• To do: Go through the entries below and copy every line that holds the word "join".

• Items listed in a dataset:
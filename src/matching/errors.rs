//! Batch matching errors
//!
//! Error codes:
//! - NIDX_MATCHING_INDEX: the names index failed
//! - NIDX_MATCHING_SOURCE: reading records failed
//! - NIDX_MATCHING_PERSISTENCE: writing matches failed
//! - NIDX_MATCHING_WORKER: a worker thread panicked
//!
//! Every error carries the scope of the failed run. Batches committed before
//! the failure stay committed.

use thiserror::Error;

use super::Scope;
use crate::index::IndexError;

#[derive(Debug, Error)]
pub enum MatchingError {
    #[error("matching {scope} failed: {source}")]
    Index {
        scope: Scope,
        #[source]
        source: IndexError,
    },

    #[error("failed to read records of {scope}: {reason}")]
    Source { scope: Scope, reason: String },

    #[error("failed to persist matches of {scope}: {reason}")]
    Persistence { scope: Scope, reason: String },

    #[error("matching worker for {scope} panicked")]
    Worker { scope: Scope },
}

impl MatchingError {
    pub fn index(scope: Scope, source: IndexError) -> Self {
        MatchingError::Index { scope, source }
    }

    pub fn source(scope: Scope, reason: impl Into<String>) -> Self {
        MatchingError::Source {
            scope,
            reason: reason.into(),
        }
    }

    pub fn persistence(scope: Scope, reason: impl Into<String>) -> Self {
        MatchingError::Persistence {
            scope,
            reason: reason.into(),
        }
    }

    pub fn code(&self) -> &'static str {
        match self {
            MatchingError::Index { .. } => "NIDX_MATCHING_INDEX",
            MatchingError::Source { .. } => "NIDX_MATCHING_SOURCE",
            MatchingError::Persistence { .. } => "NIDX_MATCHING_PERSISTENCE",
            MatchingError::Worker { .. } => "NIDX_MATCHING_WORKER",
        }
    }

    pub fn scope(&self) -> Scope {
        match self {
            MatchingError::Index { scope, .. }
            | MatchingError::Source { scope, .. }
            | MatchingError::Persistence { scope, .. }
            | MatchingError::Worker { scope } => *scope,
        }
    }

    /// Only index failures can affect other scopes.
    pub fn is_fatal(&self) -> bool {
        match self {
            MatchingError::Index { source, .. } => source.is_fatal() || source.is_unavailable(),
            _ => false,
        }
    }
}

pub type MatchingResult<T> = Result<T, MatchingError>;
==
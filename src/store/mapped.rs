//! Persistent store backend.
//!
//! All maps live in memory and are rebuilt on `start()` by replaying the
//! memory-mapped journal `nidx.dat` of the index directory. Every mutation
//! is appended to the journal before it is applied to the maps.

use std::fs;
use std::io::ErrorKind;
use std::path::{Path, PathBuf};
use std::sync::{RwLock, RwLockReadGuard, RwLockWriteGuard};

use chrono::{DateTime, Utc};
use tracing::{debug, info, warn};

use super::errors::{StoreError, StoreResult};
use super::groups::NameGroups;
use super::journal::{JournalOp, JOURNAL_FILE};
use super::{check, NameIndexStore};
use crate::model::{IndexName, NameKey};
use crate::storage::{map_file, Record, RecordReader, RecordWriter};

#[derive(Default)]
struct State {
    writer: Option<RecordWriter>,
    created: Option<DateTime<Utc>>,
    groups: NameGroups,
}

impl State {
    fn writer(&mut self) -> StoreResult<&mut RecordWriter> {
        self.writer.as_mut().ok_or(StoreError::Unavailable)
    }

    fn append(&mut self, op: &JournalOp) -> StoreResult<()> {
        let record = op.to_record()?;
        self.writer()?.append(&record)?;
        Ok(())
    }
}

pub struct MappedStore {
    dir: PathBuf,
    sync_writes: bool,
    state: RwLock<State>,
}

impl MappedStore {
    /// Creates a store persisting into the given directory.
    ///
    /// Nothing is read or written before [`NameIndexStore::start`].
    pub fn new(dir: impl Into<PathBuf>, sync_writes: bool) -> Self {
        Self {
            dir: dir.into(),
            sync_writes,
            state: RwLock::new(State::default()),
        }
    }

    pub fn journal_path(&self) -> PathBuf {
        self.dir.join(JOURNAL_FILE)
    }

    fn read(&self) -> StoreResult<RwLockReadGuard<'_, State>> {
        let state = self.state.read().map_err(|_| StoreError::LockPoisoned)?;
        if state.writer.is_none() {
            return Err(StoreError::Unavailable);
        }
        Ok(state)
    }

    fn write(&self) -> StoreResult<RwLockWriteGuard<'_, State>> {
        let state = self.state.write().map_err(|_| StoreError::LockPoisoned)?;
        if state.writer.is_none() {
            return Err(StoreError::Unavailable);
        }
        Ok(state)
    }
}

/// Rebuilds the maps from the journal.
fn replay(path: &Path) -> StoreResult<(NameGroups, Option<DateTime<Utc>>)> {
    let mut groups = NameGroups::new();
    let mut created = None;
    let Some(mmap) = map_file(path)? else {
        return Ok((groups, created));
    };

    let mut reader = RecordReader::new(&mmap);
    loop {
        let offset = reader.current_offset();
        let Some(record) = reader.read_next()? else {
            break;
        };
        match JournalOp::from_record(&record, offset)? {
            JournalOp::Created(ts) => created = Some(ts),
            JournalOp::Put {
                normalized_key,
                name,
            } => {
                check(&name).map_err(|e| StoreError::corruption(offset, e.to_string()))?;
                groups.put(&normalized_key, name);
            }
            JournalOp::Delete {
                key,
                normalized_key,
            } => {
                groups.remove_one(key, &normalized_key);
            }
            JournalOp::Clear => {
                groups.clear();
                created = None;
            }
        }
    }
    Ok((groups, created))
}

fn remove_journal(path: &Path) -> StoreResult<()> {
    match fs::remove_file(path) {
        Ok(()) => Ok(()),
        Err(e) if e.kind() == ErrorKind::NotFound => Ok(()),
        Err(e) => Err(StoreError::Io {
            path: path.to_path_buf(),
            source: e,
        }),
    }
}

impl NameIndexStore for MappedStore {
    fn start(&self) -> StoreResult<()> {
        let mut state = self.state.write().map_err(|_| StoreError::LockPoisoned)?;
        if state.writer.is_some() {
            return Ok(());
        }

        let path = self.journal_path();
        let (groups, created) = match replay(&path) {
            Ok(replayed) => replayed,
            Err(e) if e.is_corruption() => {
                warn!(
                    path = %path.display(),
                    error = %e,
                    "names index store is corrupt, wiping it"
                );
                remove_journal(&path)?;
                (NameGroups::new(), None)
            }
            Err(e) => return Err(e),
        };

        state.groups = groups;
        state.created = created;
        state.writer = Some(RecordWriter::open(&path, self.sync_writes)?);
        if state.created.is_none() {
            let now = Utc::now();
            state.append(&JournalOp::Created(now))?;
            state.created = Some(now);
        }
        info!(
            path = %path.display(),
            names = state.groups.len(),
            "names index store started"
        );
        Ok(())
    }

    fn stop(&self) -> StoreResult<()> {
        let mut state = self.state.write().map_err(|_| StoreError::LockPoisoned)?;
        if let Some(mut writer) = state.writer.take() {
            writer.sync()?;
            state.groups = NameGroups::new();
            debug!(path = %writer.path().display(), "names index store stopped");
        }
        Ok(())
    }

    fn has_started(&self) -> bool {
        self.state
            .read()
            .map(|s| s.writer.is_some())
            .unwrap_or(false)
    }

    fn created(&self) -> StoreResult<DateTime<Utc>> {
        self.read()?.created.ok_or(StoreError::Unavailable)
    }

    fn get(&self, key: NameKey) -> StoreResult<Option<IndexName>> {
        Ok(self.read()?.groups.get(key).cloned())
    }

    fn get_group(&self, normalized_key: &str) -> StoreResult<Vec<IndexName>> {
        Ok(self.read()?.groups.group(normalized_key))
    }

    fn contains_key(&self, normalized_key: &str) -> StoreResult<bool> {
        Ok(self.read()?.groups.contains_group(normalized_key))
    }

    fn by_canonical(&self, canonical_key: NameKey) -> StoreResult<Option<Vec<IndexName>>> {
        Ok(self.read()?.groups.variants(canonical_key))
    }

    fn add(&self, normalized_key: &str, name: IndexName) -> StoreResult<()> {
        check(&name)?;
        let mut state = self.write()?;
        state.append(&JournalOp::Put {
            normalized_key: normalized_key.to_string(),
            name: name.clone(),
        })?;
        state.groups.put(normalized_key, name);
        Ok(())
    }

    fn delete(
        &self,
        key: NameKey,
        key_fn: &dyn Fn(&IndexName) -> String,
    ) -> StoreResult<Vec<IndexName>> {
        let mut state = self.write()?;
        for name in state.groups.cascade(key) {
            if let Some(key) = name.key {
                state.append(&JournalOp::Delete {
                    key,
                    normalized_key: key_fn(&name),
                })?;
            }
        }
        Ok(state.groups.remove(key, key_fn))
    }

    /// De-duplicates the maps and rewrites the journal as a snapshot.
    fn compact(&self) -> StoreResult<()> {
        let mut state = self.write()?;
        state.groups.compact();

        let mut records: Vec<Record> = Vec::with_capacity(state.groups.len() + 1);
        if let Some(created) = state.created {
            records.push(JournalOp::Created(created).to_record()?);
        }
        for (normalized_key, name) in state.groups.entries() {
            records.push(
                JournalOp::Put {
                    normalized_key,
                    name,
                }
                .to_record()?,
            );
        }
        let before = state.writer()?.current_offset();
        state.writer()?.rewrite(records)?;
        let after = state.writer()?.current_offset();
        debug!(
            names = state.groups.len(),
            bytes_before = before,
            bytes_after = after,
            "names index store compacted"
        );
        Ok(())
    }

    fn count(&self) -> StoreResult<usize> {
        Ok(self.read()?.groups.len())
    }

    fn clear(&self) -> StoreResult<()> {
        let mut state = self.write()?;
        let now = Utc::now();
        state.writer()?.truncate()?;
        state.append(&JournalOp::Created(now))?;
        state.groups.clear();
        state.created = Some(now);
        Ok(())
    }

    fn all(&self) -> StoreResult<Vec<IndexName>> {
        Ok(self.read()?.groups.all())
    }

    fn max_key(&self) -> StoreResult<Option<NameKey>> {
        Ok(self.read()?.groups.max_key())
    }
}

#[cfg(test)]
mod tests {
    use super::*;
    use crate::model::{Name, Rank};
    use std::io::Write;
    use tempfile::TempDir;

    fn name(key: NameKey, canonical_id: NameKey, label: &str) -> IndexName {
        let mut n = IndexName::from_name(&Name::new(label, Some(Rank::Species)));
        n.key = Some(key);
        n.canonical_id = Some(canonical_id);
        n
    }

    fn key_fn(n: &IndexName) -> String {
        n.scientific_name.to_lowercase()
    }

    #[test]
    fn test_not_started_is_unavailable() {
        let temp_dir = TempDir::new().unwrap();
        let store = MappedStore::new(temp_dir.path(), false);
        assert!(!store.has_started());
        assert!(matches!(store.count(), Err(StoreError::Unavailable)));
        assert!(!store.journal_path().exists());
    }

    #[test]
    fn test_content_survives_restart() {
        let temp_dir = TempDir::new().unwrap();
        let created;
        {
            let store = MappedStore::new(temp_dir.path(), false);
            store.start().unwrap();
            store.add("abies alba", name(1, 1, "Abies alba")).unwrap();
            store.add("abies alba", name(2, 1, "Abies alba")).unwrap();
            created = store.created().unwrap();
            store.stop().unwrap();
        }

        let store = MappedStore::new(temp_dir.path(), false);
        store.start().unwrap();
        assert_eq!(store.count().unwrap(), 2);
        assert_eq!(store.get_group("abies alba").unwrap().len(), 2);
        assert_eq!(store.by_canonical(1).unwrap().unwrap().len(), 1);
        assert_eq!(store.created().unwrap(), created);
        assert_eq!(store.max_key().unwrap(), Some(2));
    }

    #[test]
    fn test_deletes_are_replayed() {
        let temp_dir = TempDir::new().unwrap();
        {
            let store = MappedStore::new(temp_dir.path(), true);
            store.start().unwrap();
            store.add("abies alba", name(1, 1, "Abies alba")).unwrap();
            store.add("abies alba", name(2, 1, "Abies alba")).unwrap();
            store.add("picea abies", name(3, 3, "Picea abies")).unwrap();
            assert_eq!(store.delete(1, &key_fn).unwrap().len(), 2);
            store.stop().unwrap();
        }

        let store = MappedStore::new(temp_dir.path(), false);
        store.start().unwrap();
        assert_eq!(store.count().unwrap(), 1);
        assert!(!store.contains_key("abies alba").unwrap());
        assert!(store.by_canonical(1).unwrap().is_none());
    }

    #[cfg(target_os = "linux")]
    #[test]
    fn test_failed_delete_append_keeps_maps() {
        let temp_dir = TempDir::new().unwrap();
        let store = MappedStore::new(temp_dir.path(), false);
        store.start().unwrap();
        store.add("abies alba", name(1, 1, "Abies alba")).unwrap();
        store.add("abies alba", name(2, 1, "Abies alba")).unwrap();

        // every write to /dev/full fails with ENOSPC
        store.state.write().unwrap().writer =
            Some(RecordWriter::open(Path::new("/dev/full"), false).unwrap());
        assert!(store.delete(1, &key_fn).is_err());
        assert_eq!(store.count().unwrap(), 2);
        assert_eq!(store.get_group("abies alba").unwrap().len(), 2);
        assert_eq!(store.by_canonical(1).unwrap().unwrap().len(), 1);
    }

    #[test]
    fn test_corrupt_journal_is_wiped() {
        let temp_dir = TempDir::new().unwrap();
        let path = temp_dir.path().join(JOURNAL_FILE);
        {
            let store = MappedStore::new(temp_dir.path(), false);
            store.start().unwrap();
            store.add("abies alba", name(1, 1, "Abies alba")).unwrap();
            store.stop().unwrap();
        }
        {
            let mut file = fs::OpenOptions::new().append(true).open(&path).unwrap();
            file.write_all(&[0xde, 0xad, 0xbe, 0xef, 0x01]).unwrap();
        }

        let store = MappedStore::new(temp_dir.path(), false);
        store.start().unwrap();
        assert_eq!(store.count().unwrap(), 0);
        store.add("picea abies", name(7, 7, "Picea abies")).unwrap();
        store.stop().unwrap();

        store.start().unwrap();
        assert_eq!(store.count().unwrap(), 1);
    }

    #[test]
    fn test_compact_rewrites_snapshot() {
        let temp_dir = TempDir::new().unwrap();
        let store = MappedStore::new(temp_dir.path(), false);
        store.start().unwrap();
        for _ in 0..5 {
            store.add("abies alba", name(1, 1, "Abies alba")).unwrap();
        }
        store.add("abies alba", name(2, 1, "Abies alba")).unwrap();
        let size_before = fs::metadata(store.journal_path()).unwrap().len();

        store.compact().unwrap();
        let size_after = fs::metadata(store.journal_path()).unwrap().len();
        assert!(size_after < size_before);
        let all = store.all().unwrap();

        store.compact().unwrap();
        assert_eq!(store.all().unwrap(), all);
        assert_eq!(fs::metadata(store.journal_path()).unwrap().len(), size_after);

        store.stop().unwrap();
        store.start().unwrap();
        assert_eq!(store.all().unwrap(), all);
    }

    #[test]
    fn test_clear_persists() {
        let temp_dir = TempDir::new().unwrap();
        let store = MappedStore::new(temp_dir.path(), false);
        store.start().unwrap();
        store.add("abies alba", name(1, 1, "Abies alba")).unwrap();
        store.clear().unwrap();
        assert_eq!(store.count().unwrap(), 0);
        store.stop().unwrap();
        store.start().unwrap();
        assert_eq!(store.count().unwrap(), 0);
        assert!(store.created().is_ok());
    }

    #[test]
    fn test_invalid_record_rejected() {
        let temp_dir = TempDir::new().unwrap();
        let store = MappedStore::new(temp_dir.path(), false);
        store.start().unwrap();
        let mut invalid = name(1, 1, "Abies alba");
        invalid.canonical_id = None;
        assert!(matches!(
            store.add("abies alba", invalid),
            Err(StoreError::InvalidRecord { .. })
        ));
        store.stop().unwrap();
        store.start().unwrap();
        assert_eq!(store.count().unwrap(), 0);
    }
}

• Task solution:
        self.dir.join(JOURNAL_FILE)
        let path = temp_dir.path().join(JOURNAL_FILE);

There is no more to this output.